(RECORDS SHOWN Opens)

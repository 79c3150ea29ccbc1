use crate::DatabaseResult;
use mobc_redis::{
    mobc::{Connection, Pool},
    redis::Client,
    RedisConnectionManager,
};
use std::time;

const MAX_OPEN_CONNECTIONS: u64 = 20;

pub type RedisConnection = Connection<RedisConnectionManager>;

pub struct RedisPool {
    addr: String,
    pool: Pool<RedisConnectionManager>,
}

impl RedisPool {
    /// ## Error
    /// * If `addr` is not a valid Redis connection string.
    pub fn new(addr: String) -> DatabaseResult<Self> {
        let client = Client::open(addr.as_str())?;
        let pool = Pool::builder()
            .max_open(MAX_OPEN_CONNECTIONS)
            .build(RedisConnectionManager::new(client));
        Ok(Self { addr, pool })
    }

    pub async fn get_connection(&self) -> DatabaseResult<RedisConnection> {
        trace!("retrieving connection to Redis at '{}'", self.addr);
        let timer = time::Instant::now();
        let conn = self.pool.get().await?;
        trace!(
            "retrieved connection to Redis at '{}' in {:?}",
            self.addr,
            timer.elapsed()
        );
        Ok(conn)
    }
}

(RECORDS SHOWN Closes)
(RECORDS SHOWN Opens)

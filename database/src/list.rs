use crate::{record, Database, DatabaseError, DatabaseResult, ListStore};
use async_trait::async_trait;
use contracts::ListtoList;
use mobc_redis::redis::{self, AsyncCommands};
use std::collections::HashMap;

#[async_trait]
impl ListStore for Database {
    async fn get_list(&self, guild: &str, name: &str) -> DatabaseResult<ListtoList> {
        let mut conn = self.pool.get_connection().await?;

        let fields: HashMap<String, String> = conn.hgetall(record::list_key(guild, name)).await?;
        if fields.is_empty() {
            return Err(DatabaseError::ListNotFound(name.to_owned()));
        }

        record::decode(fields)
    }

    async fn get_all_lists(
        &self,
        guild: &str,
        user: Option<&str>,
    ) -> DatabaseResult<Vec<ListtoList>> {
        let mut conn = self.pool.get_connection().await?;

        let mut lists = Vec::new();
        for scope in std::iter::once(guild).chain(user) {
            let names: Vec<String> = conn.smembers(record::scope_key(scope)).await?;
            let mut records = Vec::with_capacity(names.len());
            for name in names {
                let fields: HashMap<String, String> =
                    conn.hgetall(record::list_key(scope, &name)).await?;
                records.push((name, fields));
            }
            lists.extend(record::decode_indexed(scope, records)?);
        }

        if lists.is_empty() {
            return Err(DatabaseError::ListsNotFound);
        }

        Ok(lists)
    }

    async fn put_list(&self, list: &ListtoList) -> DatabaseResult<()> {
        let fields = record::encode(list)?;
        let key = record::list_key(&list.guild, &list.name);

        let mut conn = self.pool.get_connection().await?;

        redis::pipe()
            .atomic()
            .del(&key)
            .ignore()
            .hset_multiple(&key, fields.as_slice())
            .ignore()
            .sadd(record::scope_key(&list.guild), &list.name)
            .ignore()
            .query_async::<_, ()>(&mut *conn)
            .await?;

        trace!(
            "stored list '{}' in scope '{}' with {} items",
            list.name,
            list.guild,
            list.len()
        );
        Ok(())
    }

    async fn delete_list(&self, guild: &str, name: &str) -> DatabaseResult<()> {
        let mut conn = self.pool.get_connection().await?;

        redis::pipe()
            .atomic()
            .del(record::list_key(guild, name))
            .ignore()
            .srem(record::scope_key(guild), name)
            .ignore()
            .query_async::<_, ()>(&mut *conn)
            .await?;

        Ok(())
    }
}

(RECORDS SHOWN Closes)

Filter the records for the word "RedisConnectionManager" and show every line that has it.

    RedisConnectionManager,
pub type RedisConnection = Connection<RedisConnectionManager>;
    pool: Pool<RedisConnectionManager>,
            .build(RedisConnectionManager::new(client));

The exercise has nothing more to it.